Last month, Gallup rolled out its annual poll regarding how much Americans intend to spend on Christmas gifts. Surprisingly, average spending on gifts was expected to jump $100 from last year’s amount, for a grand total of $830 per person.
Such a finding oddly underscores what C.S. Lewis once labeled as “the third thing called Christmas,” better known to us as “the commercial racket.” Writing in 1957, Lewis noted that Christmas gift-giving had exploded exponentially, but in return had brought extensive stress and unhappiness to the season:
- It gives on the whole much more pain than pleasure. You have only to stay over Christmas with a family who seriously try to ‘keep’ it (in its third, or commercial, aspect) in order to see that the thing is a nightmare. Long before December 25th everyone is worn out — physically worn out by weeks of daily struggle in overcrowded shops, mentally worn out by the effort to remember all the right recipients and to think out suitable gifts for them. They are in no trim for merry-making; much less (if they should want to) to take part in a religious act. They look far more as if there had been a long illness in the house.
- Most of it is involuntary. The modern rule is that anyone can force you to give him a present by sending you a quite unprovoked present of his own. It is almost a blackmail. Who has not heard the wail of despair, and indeed of resentment, when, at the last moment, just as everyone hoped that the nuisance was over for one more year, the unwanted gift from Mrs. Busy (whom we hardly remember) flops unwelcomed through the letter-box, and back to the dreadful shops one of us has to go?

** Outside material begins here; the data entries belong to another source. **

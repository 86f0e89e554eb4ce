// Backblaze B2 Rust Library
// Copyright 2025 backblaze-rs Authors
//
// Licensed under the Apache License, Version 2.0 (the "License");
// you may not use this file except in compliance with the License.
// You may obtain a copy of the License at
//
//     http://www.apache.org/licenses/LICENSE-2.0
//
// Unless required by applicable law or agreed to in writing, software
// distributed under the License is distributed on an "AS IS" BASIS,
// WITHOUT WARRANTIES OR CONDITIONS OF ANY KIND, either express or implied.
// See the License for the specific language governing permissions and
// limitations under the License.

use crate::b2::client::B2Client;
use crate::b2::error::{Error, ValidationErr};
use crate::b2::header_constants::*;
use crate::b2::transport::{HttpRequest, HttpResponse};
use bytes::Bytes;
use http::{HeaderMap, HeaderValue, Method};
use tokio_util::sync::CancellationToken;
use typed_builder::TypedBuilder;

/// A generated B2 API call: target operation, JSON body and extra headers.
#[derive(Clone, Debug, TypedBuilder)]
pub struct B2Request {
    #[builder(!default)] // force required
    pub(crate) client: B2Client,

    /// Operation name, e.g. `b2_create_bucket`
    #[builder(!default)] // force required
    pub(crate) operation: &'static str,

    #[builder(default, setter(into))]
    pub(crate) body: Bytes,

    #[builder(default)]
    pub(crate) extra_headers: HeaderMap,
}

impl B2Request {
    pub fn operation(&self) -> &'static str {
        self.operation
    }

    pub fn body(&self) -> &Bytes {
        &self.body
    }

    /// Renders the HTTP request descriptor for this call.
    ///
    /// Every native API call is a `POST` of a JSON document, authorized with
    /// the account's token.
    pub fn to_http_request(&self) -> Result<HttpRequest, ValidationErr> {
        let shared = &self.client.shared;
        let creds = shared.provider.fetch();

        let mut auth = HeaderValue::from_str(&creds.authorization_token)?;
        auth.set_sensitive(true);

        let mut headers = HeaderMap::new();
        headers.insert(AUTHORIZATION, auth);
        headers.insert(CONTENT_TYPE, HeaderValue::from_static(APPLICATION_JSON));
        headers.insert(CONTENT_LENGTH, HeaderValue::from(self.body.len()));
        headers.insert(USER_AGENT, HeaderValue::from_str(&shared.user_agent)?);
        for (key, value) in self.extra_headers.iter() {
            headers.insert(key.clone(), value.clone());
        }

        Ok(HttpRequest {
            method: Method::POST,
            url: shared.base_url.build_url(self.operation),
            headers,
            body: self.body.clone(),
        })
    }

    /// Execute the request, returning the checked response. Only used in [`B2Api::send()`](crate::b2::types::B2Api::send)
    pub async fn execute(&self, cancel: &CancellationToken) -> Result<HttpResponse, Error> {
        let http_request = self.to_http_request()?;
        self.client.execute(self.operation, http_request, cancel).await
    }
}
// Backblaze B2 Rust Library
// Copyright 2025 backblaze-rs Authors
//
// Licensed under the Apache License, Version 2.0 (the "License");
// you may not use this file except in compliance with the License.
// You may obtain a copy of the License at
//
//     http://www.apache.org/licenses/LICENSE-2.0
//
// Unless required by applicable law or agreed to in writing, software
// distributed under the License is distributed on an "AS IS" BASIS,
// WITHOUT WARRANTIES OR CONDITIONS OF ANY KIND, either express or implied.
// See the License for the specific language governing permissions and
// limitations under the License.

//! Provider error payloads and the response error check

use crate::b2::error::Error;
use crate::b2::header_constants::RETRY_AFTER;
use crate::b2::transport::HttpResponse;
use http::{HeaderMap, StatusCode};
use serde::Deserialize;
use std::convert::Infallible;
use std::str::FromStr;
use std::time::Duration;

/// Error codes returned by the B2 API in the `code` field of an error body.
#[derive(Clone, Debug, Default, PartialEq, Eq)]
pub enum B2ErrorCode {
    /// The request had the wrong fields or illegal values
    BadRequest,
    /// The bucket id does not exist or is malformed
    BadBucketId,
    /// The auth token is valid but does not allow this call
    Unauthorized,
    /// The auth token is not valid
    BadAuthToken,
    /// The auth token has expired; a new one must be issued
    ExpiredAuthToken,
    /// Access to the account or bucket is denied
    AccessDenied,
    /// The account has a transaction or storage cap that was reached
    TransactionCapExceeded,
    /// A bucket with that name already exists
    DuplicateBucketName,
    /// The account already has the maximum number of buckets
    TooManyBuckets,
    /// The bucket still holds at least one file version
    CannotDeleteNonEmptyBucket,
    NotFound,
    /// The revision passed in `ifRevisionIs` did not match
    Conflict,
    /// Rate limited; retry after the interval in `Retry-After`
    TooManyRequests,
    InternalError,
    ServiceUnavailable,

    #[default]
    Unknown,

    OtherError(String), // catch-all for codes not listed above
}

#[allow(dead_code)]
const ALL_B2_ERROR_CODE: &[B2ErrorCode] = &[
    B2ErrorCode::BadRequest,
    B2ErrorCode::BadBucketId,
    B2ErrorCode::Unauthorized,
    B2ErrorCode::BadAuthToken,
    B2ErrorCode::ExpiredAuthToken,
    B2ErrorCode::AccessDenied,
    B2ErrorCode::TransactionCapExceeded,
    B2ErrorCode::DuplicateBucketName,
    B2ErrorCode::TooManyBuckets,
    B2ErrorCode::CannotDeleteNonEmptyBucket,
    B2ErrorCode::NotFound,
    B2ErrorCode::Conflict,
    B2ErrorCode::TooManyRequests,
    B2ErrorCode::InternalError,
    B2ErrorCode::ServiceUnavailable,
    B2ErrorCode::Unknown,
];

impl B2ErrorCode {
    /// Code to use when the server sent no parsable error body.
    pub fn from_status(status: StatusCode) -> Self {
        match status.as_u16() {
            400 => B2ErrorCode::BadRequest,
            401 => B2ErrorCode::Unauthorized,
            403 => B2ErrorCode::AccessDenied,
            404 => B2ErrorCode::NotFound,
            409 => B2ErrorCode::Conflict,
            429 => B2ErrorCode::TooManyRequests,
            500 => B2ErrorCode::InternalError,
            503 => B2ErrorCode::ServiceUnavailable,
            _ => B2ErrorCode::Unknown,
        }
    }

    pub fn as_str(&self) -> &str {
        match self {
            B2ErrorCode::BadRequest => "bad_request",
            B2ErrorCode::BadBucketId => "bad_bucket_id",
            B2ErrorCode::Unauthorized => "unauthorized",
            B2ErrorCode::BadAuthToken => "bad_auth_token",
            B2ErrorCode::ExpiredAuthToken => "expired_auth_token",
            B2ErrorCode::AccessDenied => "access_denied",
            B2ErrorCode::TransactionCapExceeded => "transaction_cap_exceeded",
            B2ErrorCode::DuplicateBucketName => "duplicate_bucket_name",
            B2ErrorCode::TooManyBuckets => "too_many_buckets",
            B2ErrorCode::CannotDeleteNonEmptyBucket => "cannot_delete_non_empty_bucket",
            B2ErrorCode::NotFound => "not_found",
            B2ErrorCode::Conflict => "conflict",
            B2ErrorCode::TooManyRequests => "too_many_requests",
            B2ErrorCode::InternalError => "internal_error",
            B2ErrorCode::ServiceUnavailable => "service_unavailable",
            B2ErrorCode::Unknown => "unknown",
            B2ErrorCode::OtherError(v) => v,
        }
    }
}

impl FromStr for B2ErrorCode {
    type Err = Infallible;

    fn from_str(s: &str) -> Result<Self, Self::Err> {
        Ok(match s {
            "bad_request" => B2ErrorCode::BadRequest,
            "bad_bucket_id" => B2ErrorCode::BadBucketId,
            "unauthorized" => B2ErrorCode::Unauthorized,
            "bad_auth_token" => B2ErrorCode::BadAuthToken,
            "expired_auth_token" => B2ErrorCode::ExpiredAuthToken,
            "access_denied" => B2ErrorCode::AccessDenied,
            "transaction_cap_exceeded" => B2ErrorCode::TransactionCapExceeded,
            "duplicate_bucket_name" => B2ErrorCode::DuplicateBucketName,
            "too_many_buckets" => B2ErrorCode::TooManyBuckets,
            "cannot_delete_non_empty_bucket" => B2ErrorCode::CannotDeleteNonEmptyBucket,
            "not_found" => B2ErrorCode::NotFound,
            "conflict" => B2ErrorCode::Conflict,
            "too_many_requests" => B2ErrorCode::TooManyRequests,
            "internal_error" => B2ErrorCode::InternalError,
            "service_unavailable" => B2ErrorCode::ServiceUnavailable,
            "unknown" => B2ErrorCode::Unknown,
            v => B2ErrorCode::OtherError(v.to_owned()),
        })
    }
}

impl std::fmt::Display for B2ErrorCode {
    fn fmt(&self, f: &mut std::fmt::Formatter<'_>) -> std::fmt::Result {
        f.write_str(self.as_str())
    }
}

/// Error body as sent by the server: `{"status": 400, "code": "...", "message": "..."}`
#[derive(Deserialize)]
struct ErrorBody {
    #[serde(default)]
    code: Option<String>,
    #[serde(default)]
    message: Option<String>,
}

/// Typed failure returned when the B2 API answers with a non-success status.
#[derive(Clone, Debug)]
pub struct B2ErrorResponse {
    status: StatusCode,
    code: B2ErrorCode,
    message: String,
    headers: HeaderMap,
}

impl B2ErrorResponse {
    pub fn new(status: StatusCode, code: B2ErrorCode, message: String, headers: HeaderMap) -> Self {
        Self {
            status,
            code,
            message,
            headers,
        }
    }

    /// Builds the error from a failed response.
    ///
    /// When the body is not a B2 error document, the code is derived from the
    /// status and the raw body text becomes the message.
    pub fn from_response(resp: HttpResponse) -> Self {
        let HttpResponse {
            status,
            headers,
            body,
        } = resp;

        match serde_json::from_slice::<ErrorBody>(&body) {
            Ok(ErrorBody {
                code: Some(code),
                message,
            }) => Self {
                status,
                code: code.parse().unwrap_or_default(),
                message: message.unwrap_or_default(),
                headers,
            },
            _ => Self {
                status,
                code: B2ErrorCode::from_status(status),
                message: String::from_utf8_lossy(&body).trim().to_string(),
                headers,
            },
        }
    }

    pub fn status(&self) -> StatusCode {
        self.status
    }
    pub fn code(&self) -> &B2ErrorCode {
        &self.code
    }
    pub fn message(&self) -> &str {
        &self.message
    }
    pub fn headers(&self) -> &HeaderMap {
        &self.headers
    }

    /// Whether the failure is one a caller may reasonably retry later.
    ///
    /// This client never retries on its own.
    pub fn is_transient(&self) -> bool {
        matches!(
            self.code,
            B2ErrorCode::TooManyRequests | B2ErrorCode::ServiceUnavailable | B2ErrorCode::InternalError
        ) || self.status == StatusCode::TOO_MANY_REQUESTS
            || self.status.is_server_error()
    }

    /// Delay the server asked for before trying again, from `Retry-After`.
    ///
    /// Only the delay-seconds form is understood.
    pub fn retry_after(&self) -> Option<Duration> {
        self.headers
            .get(RETRY_AFTER)?
            .to_str()
            .ok()?
            .trim()
            .parse::<u64>()
            .ok()
            .map(Duration::from_secs)
    }
}

impl std::fmt::Display for B2ErrorResponse {
    fn fmt(&self, f: &mut std::fmt::Formatter<'_>) -> std::fmt::Result {
        write!(
            f,
            "B2 operation failed: status {}, code: {}, message: {:?}",
            self.status.as_u16(),
            self.code,
            self.message,
        )
    }
}

impl std::error::Error for B2ErrorResponse {}

/// Fails with [`Error::Api`] unless the response carries a success status.
///
/// Runs before any attempt to decode the body, so an error document is never
/// mistaken for a success payload.
pub fn check_response(resp: HttpResponse) -> Result<HttpResponse, Error> {
    if resp.status.is_success() {
        return Ok(resp);
    }

    let err = B2ErrorResponse::from_response(resp);
    log::warn!(
        "B2 API returned {} ({}): {}",
        err.status().as_u16(),
        err.code(),
        err.message()
    );
    Err(err.into())
}

#[cfg(test)]
mod tests {
    use super::*;
    use bytes::Bytes;

    fn response(status: u16, body: &'static str) -> HttpResponse {
        HttpResponse {
            status: StatusCode::from_u16(status).unwrap(),
            headers: HeaderMap::new(),
            body: Bytes::from_static(body.as_bytes()),
        }
    }

    #[test]
    fn test_b2_error_code_roundtrip() {
        for code in ALL_B2_ERROR_CODE {
            let str = code.to_string();
            let code_obs: B2ErrorCode = str.parse().unwrap();
            assert_eq!(
                code_obs, *code,
                "Failed B2ErrorCode round-trip: code {code} -> str '{str}' -> code {code_obs}"
            );
        }
    }

    #[test]
    fn test_unlisted_code_is_preserved() {
        let code: B2ErrorCode = "storage_cap_exceeded".parse().unwrap();
        assert_eq!(code, B2ErrorCode::OtherError("storage_cap_exceeded".into()));
        assert_eq!(code.to_string(), "storage_cap_exceeded");
    }

    #[test]
    fn test_success_passes_through() {
        let resp = check_response(response(200, r#"{"buckets":[]}"#)).unwrap();
        assert_eq!(resp.body, Bytes::from_static(br#"{"buckets":[]}"#));
    }

    #[test]
    fn test_error_body_is_parsed() {
        let err = check_response(response(
            400,
            r#"{"status":400,"code":"duplicate_bucket_name","message":"Bucket name is already in use."}"#,
        ))
        .unwrap_err();

        let api = err.api_error().expect("expected api error");
        assert_eq!(api.status(), StatusCode::BAD_REQUEST);
        assert_eq!(api.code(), &B2ErrorCode::DuplicateBucketName);
        assert_eq!(api.message(), "Bucket name is already in use.");
        assert!(!api.is_transient());
    }

    #[test]
    fn test_non_json_error_body_falls_back_to_status() {
        let err = check_response(response(503, "upstream unavailable\n")).unwrap_err();
        let api = err.api_error().expect("expected api error");
        assert_eq!(api.code(), &B2ErrorCode::ServiceUnavailable);
        assert_eq!(api.message(), "upstream unavailable");
        assert!(api.is_transient());
    }

    #[test]
    fn test_retry_after_header() {
        let mut resp = response(
            429,
            r#"{"status":429,"code":"too_many_requests","message":"slow down"}"#,
        );
        resp.headers.insert(RETRY_AFTER, "7".parse().unwrap());
        let err = check_response(resp).unwrap_err();
        let api = err.api_error().expect("expected api error");
        assert!(api.is_transient());
        assert_eq!(api.retry_after(), Some(Duration::from_secs(7)));
    }

    #[test]
    fn test_retry_after_absent_or_http_date() {
        let err = check_response(response(503, "")).unwrap_err();
        assert_eq!(err.api_error().unwrap().retry_after(), None);

        let mut resp = response(503, "");
        resp.headers.insert(
            RETRY_AFTER,
            "Wed, 21 Oct 2026 07:28:00 GMT".parse().unwrap(),
        );
        let err = check_response(resp).unwrap_err();
        assert_eq!(err.api_error().unwrap().retry_after(), None);
    }

    #[test]
    fn test_empty_error_body() {
        let err = check_response(response(401, "")).unwrap_err();
        let api = err.api_error().expect("expected api error");
        assert_eq!(api.code(), &B2ErrorCode::Unauthorized);
        assert!(api.message().is_empty());
    }

    #[test]
    fn test_bucket_shaped_error_body_is_still_an_error() {
        // a body that would decode as a bucket must not be treated as success
        let err = check_response(response(
            409,
            r#"{"bucketId":"b1","bucketName":"photos","bucketType":"allPrivate"}"#,
        ))
        .unwrap_err();
        assert_eq!(err.api_error().unwrap().code(), &B2ErrorCode::Conflict);
    }

    quickcheck! {
        fn prop_non_success_status_is_api_error(status: u16) -> bool {
            let status = 300 + status % 300;
            let resp = HttpResponse {
                status: StatusCode::from_u16(status).unwrap(),
                headers: HeaderMap::new(),
                body: Bytes::from_static(br#"{"bucketId":"b1","bucketName":"x","bucketType":"allPublic"}"#),
            };
            matches!(check_response(resp), Err(Error::Api(_)))
        }
    }
}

- Things are given as presents which no mortal every bought for himself — gaudy and useless gadgets, ‘novelties’ because no one was ever fool enough to make their like before. Have we really no better use for materials and for human skill and time than to spend them on all this rubbish?
- The nuisance. For after all, during the racket we still have all our ordinary and necessary shopping to do, and the racket trebles the labour of it.”
Lewis’ words, written nearly 60 years ago, provide an uncanny description of what the Christmas season has become today. Is it time that we step back, reduce the spending and rush, and instead seek to recapture the Christmas season as a time of quiet reflection, reverence, and genuine regard for the needs of others?